In theory, public procurement procedures across the EU should be similar. Yet, the reality shows that there are many details resulting from local legal systems and business culture that may significantly change the practical application of the regulations. The Certificate of Absence of Conviction that needs to be presented by UK companies in Polish tenders is an excellent example.
In most Polish public procurement projects, bidders are required to confirm they had not been the subject of a court conviction for corruption or fraud. This requirement applies to both legal entities and individuals, including company directors and any person having powers of representation or decision-making in respect to bidder.
Pursuant to the EU directive, the bidder should provide an extract from the “judicial record” or of an equivalent document issued by a competent authority in the country of origin. If that country does not issue such certificates, or, if these certificates do not cover all the cases specified in the directive, they may be replaced by a declaration on oath or by a solemn declaration made before a notary or other authorities.
The United Kingdom is a country where it is believed that no such an official certificate exists. As a result, most bidders applying for tenders in Poland provide statements made before a notary (N.B., it is important for the declaration to be made in a protocol before the competent authorities, and not just with “certified signatures” of the persons signing the declaration).
That, however, can be not respected by contracting authorities or other bidders. Why? Well, simply because the UK’s official standpoint is slightly different. In the e-Certis database, the country indicates two documents proving the absence of conviction for natural persons: “a Declaration from the Criminal Record Bureau, or a formal declaration from the tenderer.”
Here comes the challenge: first of all, the Criminal Records Bureau no longer exists as it was replaced by Disclosure and Barring Service (DBS). Second, DBS provides certificates for employment recruitment purposes only.

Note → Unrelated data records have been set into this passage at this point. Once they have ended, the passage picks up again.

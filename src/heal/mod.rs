//! Heal - closed-loop remediation for a monitored target
//!
//! One invocation observes recent telemetry, decides whether the target is
//! unhealthy, asks the reasoning oracle how risky it is, applies a bounded
//! remediation and checks that it worked, all inside a total deadline.
//!
//! # Architecture
//!
//! ```text
//! ┌──────────────────────────────────────────────────────────────────┐
//! │                           ORCHESTRATOR                            │
//! │                  (target lock, deadline, report)                  │
//! │                                                                    │
//! │   ┌─────────┐   ┌──────────┐   ┌──────────┐   ┌──────────┐        │
//! │   │ Detect  │──▶│ Predict  │──▶│   Heal   │──▶│  Verify  │        │
//! │   └────┬────┘   └────┬─────┘   └────┬─────┘   └────┬─────┘        │
//! │        │             │              │              │              │
//! └────────┼─────────────┼──────────────┼──────────────┼──────────────┘
//!          ▼             ▼              ▼              ▼
//!    metrics store   reasoning     compute control   health probe
//!                     oracle                       (metrics store)
//! ```
//!
//! # States
//!
//! `IDLE → DETECTING → RESOLVED_NOOP` when nothing violates, otherwise
//! `DETECTING → PREDICTING → HEALING → VERIFYING → RESOLVED | ESCALATED`.
//! Any running state may end in `ABORTED_TIMEOUT` or `ABORTED_ERROR`.

pub mod detector;
pub mod executor;
pub mod fetcher;
pub mod history;
pub mod lock;
pub mod models;
pub mod orchestrator;
pub mod predictor;
pub mod verifier;

pub use detector::{AnomalyDetector, Detection};
pub use executor::RemediationExecutor;
pub use fetcher::MetricWindowFetcher;
pub use history::ReportHistory;
pub use lock::{TargetLockGuard, TargetLocks};
pub use models::*;
pub use orchestrator::Orchestrator;
pub use predictor::{OracleVerdict, RiskPredictor};
pub use verifier::HealthVerifier;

The fact that Polish awarding entities prefer “official” documents to “private” statements has made us search for other potential sources of such “official” certificates in the UK. In my experience, DBS certificates have been provided as an equivalent of the “judicial record.” The Polish National Appeal Chamber which hears public procurement disputes, refused to accept it in the scope required by the Polish law. Also available, certificates issued to companies by Registry Trust Ltd. have yet to be tested in Poland.
The pursuit to find an ideal document that would meet the requirements of the Polish law results from the formality of the Polish public procurement system. Also, awarding entities are usually focused on avoiding any risks for them, and therefore, are very reluctant to consider any doubts in favour of the bidder. Other bidders would rarely omit the occasion to challenge the formal validity of competitors’ bids.
My practical advice is to be well-prepared. Ideally, the preparation should include learning the specifics of the Polish practice and collecting all documents ahead of any tender procedure, permitting the UK bidder to concentrate on the business value of its bid.
The views expressed in this opinion editorial are the author’s own and do not necessarily reflect Emerging Europe’s editorial policy.